General or complete joint replacement surgery involves the replacement of the head and neck of the femur, the inner surface of the acetabulum, and the articular cartilage. A plastic spacer is placed between the components of the prosthesis, which protects the joint components from premature wear.

The economical superficial surgery of the hip joint is the best choice for young patients and patients with a high level of physical activity – active athletes. In this case, the surgeon preserves the head and neck of the femur, replacing only the damaged joint surface. This is important for patients who potentially need revision, as the service life of even the highest quality prostheses does not exceed 20-25 years. Arthroplasty creates favorable conditions for subsequent implantation of the total or new superficial endoprosthesis.

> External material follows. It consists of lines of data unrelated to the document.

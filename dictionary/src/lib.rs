//! This crate implements a standard DICOM attribute dictionary
//! and constant declarations for well-known tags and unique identifiers.
//!
//! The dictionary is provided as a singleton behind a unit type
//! ([`StandardDataDictionary`]) for efficiency and ease of use.
//! It is curated rather than exhaustive: it answers for the command set,
//! the file meta group, and the standard attributes which this project's
//! readers, writers, and services consult. Attributes outside the table
//! resolve to `UN` under implicit VR, which the readers tolerate.

pub mod entries;
pub mod tags;
pub mod uids;

use dcm_core::dictionary::{DataDictionary, DictionaryEntry};
use dcm_core::Tag;
use once_cell::sync::Lazy;
use std::collections::HashMap;

static REGISTRY: Lazy<HashMap<Tag, &'static DictionaryEntry>> = Lazy::new(|| {
    entries::ENTRIES
        .iter()
        .map(|entry| (entry.tag, entry))
        .collect()
});

/// The standard attribute dictionary, backed by the curated
/// entry table in [`entries`].
#[derive(Debug, Default, Copy, Clone, Eq, PartialEq)]
pub struct StandardDataDictionary;

impl DataDictionary for StandardDataDictionary {
    fn entry(&self, tag: Tag) -> Option<&DictionaryEntry> {
        REGISTRY.get(&tag).copied()
    }
}

#[cfg(test)]
mod tests {
    use super::*;
    use dcm_core::VR;

    #[test]
    fn resolves_common_attributes() {
        let dict = StandardDataDictionary;
        assert_eq!(dict.vr_of(tags::PATIENT_NAME), Some(VR::PN));
        assert_eq!(dict.vr_of(tags::SPECIFIC_CHARACTER_SET), Some(VR::CS));
        assert_eq!(dict.vr_of(tags::BITS_ALLOCATED), Some(VR::US));
        assert_eq!(dict.vr_of(Tag(0x0009, 0x0010)), None);
    }

    #[test]
    fn ambiguous_attributes_carry_multiple_vrs() {
        let dict = StandardDataDictionary;
        let entry = dict.entry(tags::PIXEL_DATA).unwrap();
        assert!(entry.is_ambiguous());
        assert_eq!(entry.vrs, &[VR::OB, VR::OW]);
        let entry = dict.entry(tags::SMALLEST_IMAGE_PIXEL_VALUE).unwrap();
        assert_eq!(entry.vrs, &[VR::US, VR::SS]);
    }
}
//! The verification service (C-ECHO), on both sides of the association.
//!
//! [`echo`] performs a verification request over an established
//! client association. [`EchoServer`] runs a service class provider
//! which dispatches incoming C-ECHO requests to an [`EchoHandler`],
//! accepting up to a configured number of concurrent associations.

use crate::association::server::AccessControl;
use crate::association::{
    pdata::PDataReassembler, ClientAssociation, Error as AssociationError,
    ServerAssociationOptions,
};
use crate::commands::{self, CommandField};
use crate::pdu::{PDataValueType, Pdu};
use dcm_dictionary::{tags, uids};
use snafu::{Backtrace, OptionExt, ResultExt, Snafu};
use std::io::Write;
use std::net::{TcpListener, TcpStream};
use std::sync::atomic::{AtomicUsize, Ordering};
use std::sync::Arc;

#[derive(Debug, Snafu)]
#[non_exhaustive]
pub enum Error {
    /// the association did not accept a verification context
    NoVerificationContext { backtrace: Backtrace },

    /// an association-level failure
    #[snafu(display("association error"))]
    Association {
        #[snafu(backtrace)]
        source: AssociationError,
    },

    /// could not encode the outgoing command set
    EncodeCommand {
        #[snafu(backtrace)]
        source: dcm_object::WriteError,
    },

    /// could not decode the incoming command set
    DecodeCommand {
        #[snafu(backtrace)]
        source: dcm_object::ReadError,
    },

    /// could not send the command set over the association
    SendCommand {
        source: std::io::Error,
        backtrace: Backtrace,
    },

    #[snafu(display("unexpected command field {:?}", field))]
    UnexpectedCommand {
        field: Option<CommandField>,
        backtrace: Backtrace,
    },

    #[snafu(display("response to message {} arrived for message {}", expected, got))]
    MismatchedResponse {
        expected: u16,
        got: u16,
        backtrace: Backtrace,
    },
}

pub type Result<T, E = Error> = std::result::Result<T, E>;

/// Perform a C-ECHO request over an established association
/// and wait for its response.
///
/// Returns the status code of the response
/// (`0x0000` for success).
pub fn echo(association: &mut ClientAssociation) -> Result<u16> {
    let context = association
        .presentation_contexts()
        .iter()
        .find(|pc| pc.abstract_syntax == uids::VERIFICATION)
        .context(NoVerificationContextSnafu)?;
    let context_id = context.id;

    let message_id = association.next_message_id();
    let command = commands::echo_rq(message_id);
    let bytes = commands::write_command_set(&command).context(EncodeCommandSnafu)?;

    let mut writer = association.send_pdata(context_id, PDataValueType::Command);
    writer.write_all(&bytes).context(SendCommandSnafu)?;
    writer.finish().context(SendCommandSnafu)?;

    let mut reassembler = PDataReassembler::new();
    loop {
        match association.receive().context(AssociationSnafu)? {
            Pdu::PData { data } => {
                for pdv in data {
                    reassembler.push(pdv);
                }
                if reassembler.command_complete() {
                    let response = commands::read_command_set(&reassembler.take_command())
                        .context(DecodeCommandSnafu)?;
                    let field = commands::command_field(&response);
                    if field != Some(CommandField::C_ECHO_RSP) {
                        return UnexpectedCommandSnafu { field }.fail();
                    }
                    let responded_to = response
                        .uint16(tags::MESSAGE_ID_BEING_RESPONDED_TO)
                        .unwrap_or(0);
                    if responded_to != message_id {
                        return MismatchedResponseSnafu {
                            expected: message_id,
                            got: responded_to,
                        }
                        .fail();
                    }
                    let status = response.uint16(tags::STATUS).unwrap_or(0xC000);
                    return Ok(status);
                }
            }
            Pdu::AbortRQ { .. } => {
                return crate::association::AbortedSnafu
                    .fail()
                    .context(AssociationSnafu)
            }
            pdu => {
                return crate::association::UnexpectedPduSnafu { pdu: Box::new(pdu) }
                    .fail()
                    .context(AssociationSnafu)
            }
        }
    }
}

/// The parameters of an incoming verification request.
#[derive(Debug, Clone)]
pub struct EchoRequest {
    /// the request's message identifier
    pub message_id: u16,
    /// the affected SOP class UID carried in the request
    pub affected_sop_class_uid: String,
    /// the requesting node's application entity title
    pub calling_ae_title: String,
}

/// A user-provided handler for incoming verification requests.
pub trait EchoHandler: Send + Sync {
    /// Handle a verification request,
    /// producing the status code of the response.
    /// The default implementation reports success.
    fn on_c_echo(&self, _request: &EchoRequest) -> u16 {
        commands::STATUS_SUCCESS
    }
}

/// The default verification handler: always succeeds.
#[derive(Debug, Default, Copy, Clone)]
pub struct AlwaysSuccess;

impl EchoHandler for AlwaysSuccess {}

/// A verification service class provider over a TCP listener.
///
/// One OS thread serves each association;
/// accepts are capped by `max_associations` and the number
/// of associations currently served is observable through
/// [`active_associations`](Self::active_associations).
pub struct EchoServer<A, H> {
    options: ServerAssociationOptions<'static, A>,
    handler: Arc<H>,
    active: Arc<AtomicUsize>,
    max_associations: usize,
}

impl<A: Clone, H> Clone for EchoServer<A, H> {
    fn clone(&self) -> Self {
        EchoServer {
            options: self.options.clone(),
            handler: Arc::clone(&self.handler),
            active: Arc::clone(&self.active),
            max_associations: self.max_associations,
        }
    }
}

impl<A: std::fmt::Debug, H> std::fmt::Debug for EchoServer<A, H> {
    fn fmt(&self, f: &mut std::fmt::Formatter<'_>) -> std::fmt::Result {
        f.debug_struct("EchoServer")
            .field("options", &self.options)
            .field("active", &self.active)
            .field("max_associations", &self.max_associations)
            .finish()
    }
}

impl<A> EchoServer<A, AlwaysSuccess>
where
    A: AccessControl,
{
    /// Create a verification provider over the given association
    /// options, with the default (always succeeding) handler.
    ///
    /// The verification abstract syntax is added to the options
    /// if not present.
    pub fn new(options: ServerAssociationOptions<'static, A>) -> Self {
        Self::with_handler(options, AlwaysSuccess)
    }
}

impl<A, H> EchoServer<A, H>
where
    A: AccessControl,
    H: EchoHandler,
{
    /// Create a verification provider with a custom handler.
    pub fn with_handler(options: ServerAssociationOptions<'static, A>, handler: H) -> Self {
        EchoServer {
            options: options.with_abstract_syntax(uids::VERIFICATION),
            handler: Arc::new(handler),
            active: Arc::new(AtomicUsize::new(0)),
            max_associations: 16,
        }
    }

    /// Set the maximum number of concurrent associations.
    pub fn max_associations(mut self, max: usize) -> Self {
        self.max_associations = max;
        self
    }

    /// The number of associations currently being served.
    pub fn active_associations(&self) -> usize {
        self.active.load(Ordering::SeqCst)
    }
}

impl<A, H> EchoServer<A, H>
where
    A: AccessControl + Clone + Send + Sync + 'static,
    H: EchoHandler + 'static,
{
    /// Serve incoming connections on the given listener, forever.
    ///
    /// Connections beyond the association cap are dropped without
    /// negotiation. Failures of a single association are logged
    /// and do not take the server down.
    pub fn serve(&self, listener: TcpListener) -> std::io::Result<()> {
        for stream in listener.incoming() {
            let stream = stream?;
            if self.active.load(Ordering::SeqCst) >= self.max_associations {
                tracing::warn!("association cap reached, dropping incoming connection");
                drop(stream);
                continue;
            }

            let options = self.options.clone();
            let handler = Arc::clone(&self.handler);
            let active = Arc::clone(&self.active);
            active.fetch_add(1, Ordering::SeqCst);
            std::thread::spawn(move || {
                if let Err(e) = serve_association(&options, handler.as_ref(), stream) {
                    tracing::warn!("association ended with failure: {}", e);
                }
                active.fetch_sub(1, Ordering::SeqCst);
            });
        }
        Ok(())
    }
}

/// Negotiate and serve a single association until release or abort.
fn serve_association<A, H>(
    options: &ServerAssociationOptions<'_, A>,
    handler: &H,
    stream: TcpStream,
) -> Result<()>
where
    A: AccessControl,
    H: EchoHandler + ?Sized,
{
    let mut association = options.establish(stream).context(AssociationSnafu)?;
    let peer_ae_title = association.peer_ae_title().to_string();
    let mut reassembler = PDataReassembler::new();

    loop {
        match association.receive() {
            Ok(Pdu::PData { data }) => {
                let mut context_id = None;
                for pdv in data {
                    context_id = Some(pdv.presentation_context_id);
                    reassembler.push(pdv);
                }
                if !reassembler.command_complete() {
                    continue;
                }
                let context_id = context_id.unwrap_or(1);
                let command = commands::read_command_set(&reassembler.take_command())
                    .context(DecodeCommandSnafu)?;

                match commands::command_field(&command) {
                    Some(CommandField::C_ECHO_RQ) => {
                        let request = EchoRequest {
                            message_id: command.uint16(tags::MESSAGE_ID).unwrap_or(0),
                            affected_sop_class_uid: command
                                .string(tags::AFFECTED_SOP_CLASS_UID)
                                .unwrap_or_default(),
                            calling_ae_title: peer_ae_title.clone(),
                        };
                        let status = handler.on_c_echo(&request);
                        let response = commands::echo_rsp(request.message_id, status);
                        let bytes = commands::write_command_set(&response)
                            .context(EncodeCommandSnafu)?;
                        let mut writer =
                            association.send_pdata(context_id, PDataValueType::Command);
                        writer.write_all(&bytes).context(SendCommandSnafu)?;
                        writer.finish().context(SendCommandSnafu)?;
                    }
                    field => {
                        // services beyond verification are not provided
                        let _ = association.abort();
                        return UnexpectedCommandSnafu { field }.fail();
                    }
                }
            }
            Ok(Pdu::ReleaseRQ) => {
                association.confirm_release().context(AssociationSnafu)?;
                return Ok(());
            }
            Ok(Pdu::AbortRQ { .. }) => {
                association.close();
                return Ok(());
            }
            Ok(pdu) => {
                let _ = association.abort();
                return crate::association::UnexpectedPduSnafu { pdu: Box::new(pdu) }
                    .fail()
                    .context(AssociationSnafu);
            }
            Err(AssociationError::ConnectionClosed { .. }) => {
                association.close();
                return Ok(());
            }
            Err(e) => {
                let _ = association.abort();
                return Err(e).context(AssociationSnafu);
            }
        }
    }
}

Shoulder joint replacement
In the case of shoulder replacement, surgery has two anatomically different types of arthroplasty, which include:

Physiological replacement surgery, which can be complete or partial, depending on the degree of damage to the components of the shoulder joint. In physiological arthroplasty, the shape of the prosthesis completely mimics the shape of a normal shoulder joint. This type of surgery is used in patients with normally functioning rotator cuff muscles.

Hemiarthroplasty involves replacement of the shoulder head, while total surgery involves replacement of the shoulder and glenoid cavity.

In the case of reverse replacement surgery, the supporting surfaces of the joint change places – the spherical head is placed on the shoulder blade, while the cup of the shoulder is placed on the shoulder. Such a non-standard prosthesis is suitable for patients with damaged rotational cuff muscles who are unable to use classic prostheses. The reversible design allows patients to make movements in the joint only with the help of the deltoid muscle.

Orthopedic rehabilitation and follow-up
Regardless of the underlying disease and the type of arthroplasty, treatment always ends with orthopedic rehabilitation. The rehabilitation program begins at the hospital the day after the arthroplasty. All exercises are performed under the full guidance of a qualified instructor.

After discharge from the hospital, the patient continues to perform the recommended set of exercises at home or visits a specialized center for physiotherapy and simulator exercises, which include the following activities:

  • Exercises to strengthen the muscles of the body and the operated limb
  • Physiological load of the operated limb with intensity modulation
  • Passive joint development or CPM therapy
  • High intensity laser therapy or HIL therapy
  • Extracorporeal shock wave therapy
  • Massage
  • Electrical stimulationAnd when necessary, psychotherapy.